Heh, you're assuming that the companies in question were run in a manner that left me thinking anything other than "HOW are you even still in business let alone leaders in your field?"
What I also wonder is what they're gonna do when machines capable of running the necessary OS are no longer available. Try even emulating the VL-Bus of a 486 some time and see how far you get - it'll happen to DOS and even XP eventually. Then they'll be screwed because there was no investment in new software solutions; the hardware was too old, no-one (not even the original manufacturer of that hardware) had the protocols anywhere sensible, if at all - there's no way they're getting away without retooling the plant.

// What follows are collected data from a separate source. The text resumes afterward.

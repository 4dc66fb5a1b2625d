//! Request and response types.

use serde::{Deserialize, Serialize};

/// One generation request.
#[derive(Debug, Clone, PartialEq, Serialize)]
pub struct GenerationRequest {
    /// System prompt: persona, style guidance, output rules.
    pub system: String,
    /// User prompt: the turn's situation and message.
    pub user: String,
    /// Maximum tokens to generate.
    pub max_tokens: u32,
    /// Sampling temperature.
    pub temperature: f32,
    /// Optional GBNF grammar for structured output.
    pub grammar: Option<String>,
    /// Per-attempt timeout in milliseconds.
    pub timeout_ms: u64,
}

impl GenerationRequest {
    /// A request with the default limits (256 tokens, T = 0.7, 5 s).
    #[must_use]
    pub fn new(system: impl Into<String>, user: impl Into<String>) -> Self {
        Self {
            system: system.into(),
            user: user.into(),
            max_tokens: 256,
            temperature: 0.7,
            grammar: None,
            timeout_ms: 5000,
        }
    }

    /// Set a GBNF grammar for structured output.
    #[must_use]
    pub fn with_grammar(mut self, grammar: impl Into<String>) -> Self {
        self.grammar = Some(grammar.into());
        self
    }

    /// Set the timeout.
    #[must_use]
    pub fn with_timeout(mut self, timeout_ms: u64) -> Self {
        self.timeout_ms = timeout_ms;
        self
    }

    /// Set the token cap and sampling temperature.
    #[must_use]
    pub fn with_sampling(mut self, max_tokens: u32, temperature: f32) -> Self {
        self.max_tokens = max_tokens;
        self.temperature = temperature;
        self
    }
}

/// Raw text back from a provider.
#[derive(Debug, Clone, PartialEq, Deserialize, Serialize)]
pub struct GenerationResponse {
    /// The generated text.
    pub text: String,
    /// Tokens generated, when the provider reports it.
    pub tokens_generated: u32,
    /// Wall-clock latency of the successful attempt.
    pub latency_ms: u64,
    /// Model that answered.
    pub model: String,
}

/// The structured reply the decision stage asks for.
#[derive(Debug, Clone, PartialEq, Eq, Serialize, Deserialize)]
pub struct StructuredOutput {
    /// In-character output: actions and sounds.
    pub stylized_output: String,
    /// Plain-language rendering, when the model offered one.
    #[serde(default)]
    pub human_translation: Option<String>,
}
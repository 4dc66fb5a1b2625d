//! Decision composition: the one awaited call of a turn.
//!
//! The generator runs under a global concurrency permit and a deadline. Any
//! failure, timeout or unparseable reply is replaced by a deterministic
//! fallback built from the agent profile and the chosen style, and the
//! result is flagged as degraded.

use std::time::Duration;

use tokio::sync::Semaphore;
use tokio::time::Instant;
use tracing::{debug, warn};

use psyche_core::translation::{AgentProfile, apply_state_modifiers};
use psyche_core::types::Stats;
use psyche_core::utility::StyleDef;
use psyche_llm::{GenerationRequest, StructuredOutput, TextGenerator, parse_structured_response};

use crate::error::{MindError, Result};

/// What the decision stage settled on.
#[derive(Debug, Clone, PartialEq, Eq)]
pub struct Decision {
    /// Generated or fallback output.
    pub output: StructuredOutput,
    /// Whether the fallback was used.
    pub degraded: bool,
    /// Reason for the fallback.
    pub failure: Option<String>,
    /// Time spent waiting for capacity and generation.
    pub elapsed_ms: u64,
}

/// Energy assumed when an agent has no `energy` stat.
pub const DEFAULT_ENERGY: f64 = 50.0;

/// Deterministic output for when generation is unavailable: the profile's
/// vocalisation for this emotion and energy, then the style's fallback line,
/// adjusted for the agent's stats.
#[must_use]
pub fn fallback_output(
    profile: Option<&AgentProfile>,
    style: Option<&StyleDef>,
    emotion: &str,
    stats: &Stats,
) -> StructuredOutput {
    let energy = stats.get("energy").unwrap_or(DEFAULT_ENERGY);
    let sound = profile.map_or("*quiet sound*", |p| p.vocalization(emotion, energy));
    let line = style.map_or("", |s| s.fallback_output.trim());
    let combined = if line.is_empty() {
        sound.to_string()
    } else {
        format!("{sound} {line}")
    };
    let stylized_output = apply_state_modifiers(&combined, stats);
    let human_translation = style
        .map(|s| s.fallback_translation.trim().to_string())
        .filter(|t| !t.is_empty());
    StructuredOutput {
        stylized_output,
        human_translation,
    }
}

/// Run the generator under `permits` and `deadline`, falling back on any
/// failure.
///
/// # Errors
/// Only `MindError::ConcurrencyClosed`, when the permit pool was closed.
pub async fn compose(
    generator: &dyn TextGenerator,
    permits: &Semaphore,
    request: &GenerationRequest,
    deadline: Duration,
    fallback: StructuredOutput,
) -> Result<Decision> {
    let start = Instant::now();
    let degraded = |reason: String| {
        warn!(generator = generator.name(), reason = %reason, "Generation failed, using fallback");
        Decision {
            output: fallback.clone(),
            degraded: true,
            failure: Some(reason),
            elapsed_ms: elapsed_ms(start),
        }
    };

    if !generator.is_available() {
        return Ok(degraded(format!("generator '{}' is unavailable", generator.name())));
    }

    let call = async {
        let _permit = permits.acquire().await.map_err(|_| MindError::ConcurrencyClosed)?;
        Ok::<_, MindError>(generator.generate(request).await)
    };

    let decision = match tokio::time::timeout(deadline, call).await {
        Err(_) => degraded(format!("generation timed out after {}ms", deadline.as_millis())),
        Ok(Err(e)) => return Err(e),
        Ok(Ok(Err(e))) => degraded(e.to_string()),
        Ok(Ok(Ok(response))) => match parse_structured_response(&response.text) {
            Ok(output) => {
                debug!(
                    model = %response.model,
                    tokens = response.tokens_generated,
                    latency_ms = response.latency_ms,
                    "Generation succeeded"
                );
                Decision {
                    output,
                    degraded: false,
                    failure: None,
                    elapsed_ms: elapsed_ms(start),
                }
            }
            Err(e) => degraded(e.to_string()),
        },
    };
    Ok(decision)
}

fn elapsed_ms(start: Instant) -> u64 {
    u64::try_from(start.elapsed().as_millis()).unwrap_or(u64::MAX)
}

#[cfg(test)]
mod tests {
    use super::*;
    use async_trait::async_trait;
    use psyche_llm::{GenerationResponse, LlmClient, LlmError};

    struct Fixed(&'static str);

    #[async_trait]
    impl TextGenerator for Fixed {
        async fn generate(
            &self,
            _request: &GenerationRequest,
        ) -> psyche_llm::error::Result<GenerationResponse> {
            Ok(GenerationResponse {
                text: self.0.to_string(),
                tokens_generated: 4,
                latency_ms: 1,
                model: "fixed".into(),
            })
        }

        fn name(&self) -> &str {
            "fixed"
        }
    }

    struct Failing;

    #[async_trait]
    impl TextGenerator for Failing {
        async fn generate(
            &self,
            _request: &GenerationRequest,
        ) -> psyche_llm::error::Result<GenerationResponse> {
            Err(LlmError::RequestFailed("boom".into()))
        }

        fn name(&self) -> &str {
            "failing"
        }
    }

    fn fallback() -> StructuredOutput {
        StructuredOutput {
            stylized_output: "*soft huff*".into(),
            human_translation: Some("I'm here.".into()),
        }
    }

    fn request() -> GenerationRequest {
        GenerationRequest::new("s", "u")
    }

    #[tokio::test]
    async fn parsed_reply_is_not_degraded() {
        let permits = Semaphore::new(1);
        let generator = Fixed(r#"{"stylized_output": "*wag*", "human_translation": "hi"}"#);
        let d = compose(&generator, &permits, &request(), Duration::from_secs(1), fallback())
            .await
            .unwrap();
        assert!(!d.degraded);
        assert_eq!(d.output.stylized_output, "*wag*");
    }

    #[tokio::test]
    async fn garbage_reply_falls_back() {
        let permits = Semaphore::new(1);
        let garbage = Fixed("woof woof");
        let d = compose(&garbage, &permits, &request(), Duration::from_secs(1), fallback())
            .await
            .unwrap();
        assert!(d.degraded);
        assert_eq!(d.output, fallback());
    }

    #[tokio::test]
    async fn provider_error_falls_back() {
        let permits = Semaphore::new(1);
        let d = compose(&Failing, &permits, &request(), Duration::from_secs(1), fallback())
            .await
            .unwrap();
        assert!(d.degraded);
        assert!(d.failure.unwrap().contains("boom"));
    }

    #[tokio::test]
    async fn unavailable_generator_skips_the_call() {
        let permits = Semaphore::new(1);
        let none = LlmClient::none();
        let d = compose(&none, &permits, &request(), Duration::from_secs(1), fallback())
            .await
            .unwrap();
        assert!(d.degraded);
    }

    #[tokio::test]
    async fn closed_limiter_is_an_error() {
        let permits = Semaphore::new(1);
        permits.close();
        let err = compose(&Fixed("{}"), &permits, &request(), Duration::from_secs(1), fallback())
            .await
            .unwrap_err();
        assert!(matches!(err, MindError::ConcurrencyClosed));
    }

    #[test]
    fn fallback_combines_vocalization_and_style_line() {
        let profile = psyche_core::presets::agent_profiles().remove("mammal").unwrap();
        let styles = psyche_core::presets::action_styles();
        let playful = styles.iter().find(|s| s.name == "playful").unwrap();
        let lively = Stats::from([("energy", 90.0), ("happiness", 80.0), ("hunger", 60.0)]);
        let out = fallback_output(Some(&profile), Some(playful), "happy", &lively);
        assert!(out.stylized_output.starts_with("*joyful yip*"));
        assert!(out.stylized_output.len() > "*joyful yip*".len());
        assert_eq!(out.human_translation.as_deref(), Some(playful.fallback_translation.as_str()));

        let bare = fallback_output(None, None, "happy", &Stats::new());
        assert_eq!(bare.stylized_output, "*quiet sound*");
        assert!(bare.human_translation.is_none());
    }

    #[test]
    fn fallback_reflects_a_hungry_unhappy_agent() {
        let profile = psyche_core::presets::agent_profiles().remove("mammal").unwrap();
        let worn = Stats::from([("energy", 10.0), ("happiness", 20.0), ("hunger", 15.0)]);
        let out = fallback_output(Some(&profile), None, "happy", &worn);
        assert_eq!(
            out.stylized_output,
            "*stomach rumbles quietly* *subdued demeanor* *content sound*"
        );
    }
}
//! Structured-response parsing.
//!
//! Accepts the JSON object the prompt asks for (optionally wrapped in a code
//! fence or surrounded by chatter), or the line format
//! `STYLIZED_OUTPUT: ...` / `HUMAN_TRANSLATION: ...`.

use crate::error::{LlmError, Result};
use crate::types::StructuredOutput;

/// Parse model text into a [`StructuredOutput`].
///
/// # Errors
/// `SchemaValidation` when JSON parses but the stylized output is empty,
/// `ParseError` when neither format is found.
pub fn parse_structured_response(text: &str) -> Result<StructuredOutput> {
    let trimmed = text.trim();
    if trimmed.is_empty() {
        return Err(LlmError::ParseError("empty response".into()));
    }

    if let Some(candidate) = json_object(trimmed) {
        if let Ok(parsed) = serde_json::from_str::<StructuredOutput>(candidate) {
            return validated(parsed);
        }
    }

    parse_lines(trimmed).map_or_else(
        || {
            Err(LlmError::ParseError(format!(
                "no structured output found in: '{}'",
                preview(trimmed)
            )))
        },
        validated,
    )
}

/// The outermost `{ ... }` span, if any.
fn json_object(text: &str) -> Option<&str> {
    let start = text.find('{')?;
    let end = text.rfind('}')?;
    (end > start).then(|| &text[start..=end])
}

fn parse_lines(text: &str) -> Option<StructuredOutput> {
    let mut stylized = None;
    let mut translation = None;
    for line in text.lines() {
        let Some((key, value)) = line.split_once(':') else {
            continue;
        };
        let key = key.trim().trim_start_matches(['-', '*', ' ']).to_uppercase();
        let value = value.trim().to_string();
        match key.as_str() {
            "STYLIZED_OUTPUT" | "CREATURE_LANGUAGE" => stylized = Some(value),
            "HUMAN_TRANSLATION" => translation = Some(value),
            _ => {}
        }
    }
    stylized.map(|stylized_output| StructuredOutput {
        stylized_output,
        human_translation: translation,
    })
}

fn validated(mut output: StructuredOutput) -> Result<StructuredOutput> {
    output.stylized_output = output.stylized_output.trim().to_string();
    if output.stylized_output.is_empty() {
        return Err(LlmError::SchemaValidation("stylized_output is empty".into()));
    }
    output.human_translation = output
        .human_translation
        .map(|t| t.trim().to_string())
        .filter(|t| !t.is_empty() && !matches!(t.to_lowercase().as_str(), "null" | "none" | "n/a"));
    Ok(output)
}

fn preview(text: &str) -> String {
    text.chars().take(80).collect()
}
//! The generation seam.
//!
//! [`TextGenerator`] is the only asynchronous dependency of a turn. The HTTP
//! [`LlmClient`](crate::LlmClient) implements it; tests and simulations plug
//! in their own.

use async_trait::async_trait;

use crate::error::Result;
use crate::types::{GenerationRequest, GenerationResponse};

/// Something that turns a prompt into text.
#[async_trait]
pub trait TextGenerator: Send + Sync {
    /// Generate a response. Callers treat any error as a reason to fall back.
    async fn generate(&self, request: &GenerationRequest) -> Result<GenerationResponse>;

    /// Short name for logs.
    fn name(&self) -> &str;

    /// Whether a call could possibly succeed. When false the caller skips
    /// straight to its fallback.
    fn is_available(&self) -> bool {
        true
    }
}
//! Agent registry and turn runtime.
//!
//! Agents live in a [`DashMap`] keyed by id. Each entry is an
//! `Arc<tokio::sync::Mutex<..>>`, so turns on one agent are serialized while
//! different agents run in parallel, bounded by one global [`Semaphore`].
//!
//! A turn works on a cloned snapshot of the agent (and of its RNG) and only
//! writes back after feedback has been applied. A turn that errors or is
//! cancelled leaves the agent exactly as it was.

use std::path::Path;
use std::sync::Arc;
use std::sync::atomic::{AtomicU64, Ordering};

use chrono::Utc;
use dashmap::DashMap;
use dashmap::mapref::entry::Entry;
use rand::rngs::StdRng;
use serde::{Deserialize, Serialize};
use tokio::sync::{Mutex, Semaphore};
use tracing::{debug, info, warn};

use psyche_core::agent::AgentState;
use psyche_core::config::LlmConfig;
use psyche_core::engine::TraitSource;
use psyche_core::evolution::{DevelopmentReport, EvolutionTrigger, InteractionEvent};
use psyche_core::learning::LearningSummary;
use psyche_core::types::{AgentId, Stats};
use psyche_core::utility::Tendencies;
use psyche_core::{Engine, PsycheConfig};
use psyche_llm::{LlmClient, LlmProvider, TextGenerator};

use crate::error::{MindError, Result};
use crate::feedback::apply_feedback;
use crate::output::TurnOutput;
use crate::pipeline::run_turn;
use crate::stages::TurnRequest;

/// How to create an agent.
#[derive(Debug, Clone, PartialEq, Serialize, Deserialize)]
pub struct AgentSpec {
    /// Display name.
    pub name: String,
    /// Agent profile key.
    pub agent_type: String,
    /// Where the initial traits come from.
    #[serde(default = "neutral_source")]
    pub traits: TraitSource,
}

fn neutral_source() -> TraitSource {
    TraitSource::Neutral
}

struct AgentSlot {
    state: AgentState,
    rng: StdRng,
}

type SharedSlot = Arc<Mutex<AgentSlot>>;

/// Owns the engine, the generator and every registered agent.
pub struct Runtime {
    engine: Arc<Engine>,
    generator: Arc<dyn TextGenerator>,
    agents: DashMap<AgentId, SharedSlot>,
    permits: Arc<Semaphore>,
    created: AtomicU64,
}

impl std::fmt::Debug for Runtime {
    fn fmt(&self, f: &mut std::fmt::Formatter<'_>) -> std::fmt::Result {
        f.debug_struct("Runtime")
            .field("generator", &self.generator.name())
            .field("agents", &self.agents.len())
            .field("available_permits", &self.permits.available_permits())
            .finish_non_exhaustive()
    }
}

/// Build the generator named by the LLM configuration. The API key, when
/// needed, is read from the environment variable `api_key_env` names.
///
/// # Errors
/// `MindError::Config` for an unknown provider or a missing key.
pub fn build_generator(config: &LlmConfig) -> Result<Arc<dyn TextGenerator>> {
    let api_key = config
        .api_key_env
        .as_deref()
        .and_then(|var| std::env::var(var).ok())
        .filter(|k| !k.is_empty());
    let provider = LlmProvider::from_name(&config.provider, &config.base_url, api_key)
        .map_err(|e| MindError::Config(e.to_string()))?;
    Ok(Arc::new(LlmClient::new(provider, &config.model, config.max_retries)))
}

impl Runtime {
    /// Create a runtime around an explicit generator.
    ///
    /// # Errors
    /// `Config` when `max_concurrent_turns` is zero, `Core` when the engine
    /// rejects the configuration.
    pub fn new(config: PsycheConfig, generator: Arc<dyn TextGenerator>) -> Result<Self> {
        let limit = config.performance.max_concurrent_turns;
        if limit == 0 {
            return Err(MindError::Config(
                "performance.max_concurrent_turns must be at least 1".into(),
            ));
        }
        let engine = Engine::new(config)?;
        info!(generator = generator.name(), max_concurrent_turns = limit, "Runtime ready");
        Ok(Self {
            engine: Arc::new(engine),
            generator,
            agents: DashMap::new(),
            permits: Arc::new(Semaphore::new(limit)),
            created: AtomicU64::new(0),
        })
    }

    /// Create a runtime whose generator comes from `config.llm`.
    ///
    /// # Errors
    /// See [`Runtime::new`] and [`build_generator`].
    pub fn from_config(config: PsycheConfig) -> Result<Self> {
        let generator = build_generator(&config.llm)?;
        Self::new(config, generator)
    }

    /// The shared engine.
    #[must_use]
    pub fn engine(&self) -> &Engine {
        &self.engine
    }

    /// Ids of every registered agent.
    #[must_use]
    pub fn ids(&self) -> Vec<AgentId> {
        self.agents.iter().map(|e| *e.key()).collect()
    }

    /// Number of registered agents.
    #[must_use]
    pub fn len(&self) -> usize {
        self.agents.len()
    }

    /// Whether no agent is registered.
    #[must_use]
    pub fn is_empty(&self) -> bool {
        self.agents.is_empty()
    }

    /// Stop admitting generation calls. In-flight turns finish; later turns
    /// fail with `ConcurrencyClosed`.
    pub fn shutdown(&self) {
        self.permits.close();
        info!("Runtime shut down");
    }

    // -- lifecycle ----------------------------------------------------------

    /// Create and register a new agent.
    ///
    /// # Errors
    /// `Core(Validation)` for a blank name or unknown agent type, or any
    /// trait-source error.
    pub fn create_agent(&self, spec: &AgentSpec) -> Result<AgentId> {
        let ordinal = self.created.fetch_add(1, Ordering::Relaxed);
        let mut rng = self.engine.creation_rng(ordinal);
        let state = self
            .engine
            .new_agent(&spec.name, &spec.agent_type, &spec.traits, &mut rng, Utc::now())?;
        let id = state.id;
        self.insert(state)?;
        Ok(id)
    }

    /// Register an existing state, e.g. one loaded from disk.
    ///
    /// # Errors
    /// `AgentExists` if the id is taken, `Core` if the state is malformed.
    pub fn restore(&self, state: AgentState) -> Result<AgentId> {
        state.validate(self.engine.trait_dim())?;
        let id = state.id;
        self.insert(state)?;
        Ok(id)
    }

    fn insert(&self, state: AgentState) -> Result<()> {
        let id = state.id;
        let rng = self.engine.agent_rng(&id);
        match self.agents.entry(id) {
            Entry::Occupied(_) => Err(MindError::AgentExists(id)),
            Entry::Vacant(v) => {
                v.insert(Arc::new(Mutex::new(AgentSlot { state, rng })));
                debug!(agent = %id, "Registered agent");
                Ok(())
            }
        }
    }

    /// Unregister an agent, returning its final state.
    ///
    /// # Errors
    /// `AgentNotFound` for an unknown id.
    pub async fn remove(&self, id: AgentId) -> Result<AgentState> {
        let (_, slot) = self.agents.remove(&id).ok_or(MindError::AgentNotFound(id))?;
        let state = slot.lock().await.state.clone();
        debug!(agent = %id, "Removed agent");
        Ok(state)
    }

    /// A copy of the agent's current state.
    ///
    /// # Errors
    /// `AgentNotFound` for an unknown id.
    pub async fn snapshot(&self, id: AgentId) -> Result<AgentState> {
        let slot = self.slot(id)?;
        let guard = slot.lock().await;
        Ok(guard.state.clone())
    }

    /// Write the agent's state to `path` as JSON.
    ///
    /// # Errors
    /// `AgentNotFound`, or `Core` for I/O and encoding failures.
    pub async fn save_agent(&self, id: AgentId, path: &Path) -> Result<()> {
        self.snapshot(id).await?.save(path)?;
        Ok(())
    }

    /// Load an agent state from `path` and register it.
    ///
    /// # Errors
    /// `Core` for I/O, parse or validation failures, `AgentExists` if the id
    /// is already registered.
    pub fn load_agent(&self, path: &Path) -> Result<AgentId> {
        let state = AgentState::load(path, self.engine.trait_dim())?;
        self.restore(state)
    }

    // Clone the Arc so no DashMap guard is held across an await.
    fn slot(&self, id: AgentId) -> Result<SharedSlot> {
        self.agents
            .get(&id)
            .map(|e| Arc::clone(e.value()))
            .ok_or(MindError::AgentNotFound(id))
    }

    async fn with_state<T>(
        &self,
        id: AgentId,
        f: impl FnOnce(&Engine, &mut AgentState) -> Result<T> + Send,
    ) -> Result<T> {
        let slot = self.slot(id)?;
        let mut guard = slot.lock().await;
        f(&self.engine, &mut guard.state)
    }

    // -- turns --------------------------------------------------------------

    /// Run one turn for `id` and commit its feedback.
    ///
    /// # Errors
    /// `AgentNotFound`, `Validation` for malformed perception,
    /// `ConcurrencyClosed` after [`shutdown`](Self::shutdown), or `Core` for
    /// a structurally broken agent.
    pub async fn turn(&self, id: AgentId, request: &TurnRequest) -> Result<TurnOutput> {
        let slot = self.slot(id)?;
        let mut guard = slot.lock().await;
        let mut working = guard.state.clone();
        let mut rng = guard.rng.clone();
        let now = Utc::now();

        let result = run_turn(
            &self.engine,
            self.generator.as_ref(),
            &self.permits,
            &working,
            request,
            &mut rng,
            now,
        )
        .await
        .inspect_err(|e| warn!(agent = %id, error = %e, "Turn rejected"))?;

        apply_feedback(&self.engine, &mut working, &result.outcome, now);
        guard.state = working;
        guard.rng = rng;
        Ok(result.output)
    }

    // -- state operations ---------------------------------------------------

    /// Apply stat deltas from an external activity.
    ///
    /// # Errors
    /// `AgentNotFound` for an unknown id, `Validation` for non-finite deltas.
    pub async fn update_stats(&self, id: AgentId, deltas: &Stats) -> Result<Stats> {
        deltas.validate()?;
        self.with_state(id, |engine, state| {
            engine.apply_stat_deltas(&mut state.stats, deltas);
            Ok(state.stats.clone())
        })
        .await
    }

    /// Record an external life event. Returns whether a shift was created.
    ///
    /// # Errors
    /// `AgentNotFound` for an unknown id.
    pub async fn record_event(
        &self,
        id: AgentId,
        trigger: EvolutionTrigger,
        valence: f64,
    ) -> Result<bool> {
        self.with_state(id, |engine, state| {
            let event = InteractionEvent::new(trigger, valence, Utc::now());
            Ok(engine.evolution().record(&mut state.evolution, &event).is_some())
        })
        .await
    }

    /// Turn evolution on or off. Existing shifts keep decaying either way.
    ///
    /// # Errors
    /// `AgentNotFound` for an unknown id.
    pub async fn set_evolution_enabled(&self, id: AgentId, enabled: bool) -> Result<()> {
        self.with_state(id, |_, state| {
            state.evolution.enabled = enabled;
            Ok(())
        })
        .await
    }

    /// Turn learning on or off.
    ///
    /// # Errors
    /// `AgentNotFound` for an unknown id.
    pub async fn set_learning_enabled(&self, id: AgentId, enabled: bool) -> Result<()> {
        self.with_state(id, |_, state| {
            state.learning.enabled = enabled;
            Ok(())
        })
        .await
    }

    /// Clear evolution shifts, optionally folding them into the base traits.
    ///
    /// # Errors
    /// `AgentNotFound`, or `Core` for a malformed agent.
    pub async fn reset_evolution(&self, id: AgentId, keep_shifts: bool) -> Result<()> {
        self.with_state(id, |engine, state| {
            engine
                .evolution()
                .reset(&mut state.base_traits, &mut state.evolution, keep_shifts, Utc::now())?;
            Ok(())
        })
        .await
    }

    /// Clear learned patterns, optionally keeping strong ones.
    ///
    /// # Errors
    /// `AgentNotFound` for an unknown id.
    pub async fn reset_learning(&self, id: AgentId, keep_strong: bool) -> Result<()> {
        self.with_state(id, |engine, state| {
            engine.learning().reset(&mut state.learning, keep_strong);
            Ok(())
        })
        .await
    }

    // -- reports ------------------------------------------------------------

    /// How the agent has developed since creation.
    ///
    /// # Errors
    /// `AgentNotFound`, or `Core` for a malformed agent.
    pub async fn development_report(&self, id: AgentId) -> Result<DevelopmentReport> {
        self.with_state(id, |engine, state| {
            let current = engine.effective_traits(state, Utc::now())?;
            Ok(engine.evolution().development_report(
                engine.catalog(),
                &state.initial_traits,
                &current,
                &state.evolution,
            )?)
        })
        .await
    }

    /// What the agent has learned.
    ///
    /// # Errors
    /// `AgentNotFound` for an unknown id.
    pub async fn learning_summary(&self, id: AgentId) -> Result<LearningSummary> {
        self.with_state(id, |engine, state| Ok(engine.learning().summary(&state.learning)))
            .await
    }

    /// Preferred and avoided styles under a neutral context.
    ///
    /// # Errors
    /// `AgentNotFound`, or `Core` for a malformed agent.
    pub async fn tendencies(&self, id: AgentId) -> Result<Tendencies> {
        self.with_state(id, |engine, state| {
            let traits = engine.effective_traits(state, Utc::now())?;
            Ok(engine.utility().tendencies(&traits)?)
        })
        .await
    }
}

Is the approach optimal? I don't know - I'm sure there are cases and situations nobody here has encountered that might make it so. Might someone have time to plug a USB key into a laptop briefly, upload an exploit but not be able to risk being there long enough to download all the data as well? Yes. Might they then use a mobile phone/tablet/whatever to exploit it via the speakers? They might. They might not even be interested in stealing information but simply subtly sabotaging the system (or things it's attached to) in some way so as to give someone else a competitive edge or to simply hinder the progress of the victim/target. There are various possible scenarios. Are some/all of them edge cases? Maybe/Yes, but that's not the point - if you're the one who stands to benefit in some way from it then how edge a case is doesn't concern you; it's your case and you're dealing with it in whatever way works.
My point here wasn't really about the ins and outs of the exploit but about the comments that "this is nonsense because the only place you'll see an air-gapped machine is <wherever> and the only reason for air-gapping it is <whatever> so it would never happen". They can only come from those with no/limited real world experience. We've all been guilty of it early on in our careers; when I was at university, we were given a task to code a solution to import data from one database and populate a new one with it, accounting for and handling corrupt/incomplete data and my response was irritation at being given such an unrealistic task, that I'd refuse to work with any organisation that couldn't keep on top of its data and keep it straight in the first place and anybody with their head screwed on would do the same as me, so the task was a complete waste of time - it would never happen. Then I went to to work irl and found out how real people work there, what they really do and why.
So, maybe you're right about there being better ways to steal data but maybe not everyone wants to use the exploit to steal data any more than Stuxnet was designed to or, if they do, maybe there are some real world cases in which this is the least worst (possibly even only) way to do it. That was really my point, not how good a solution it might be compared to alternative approaches.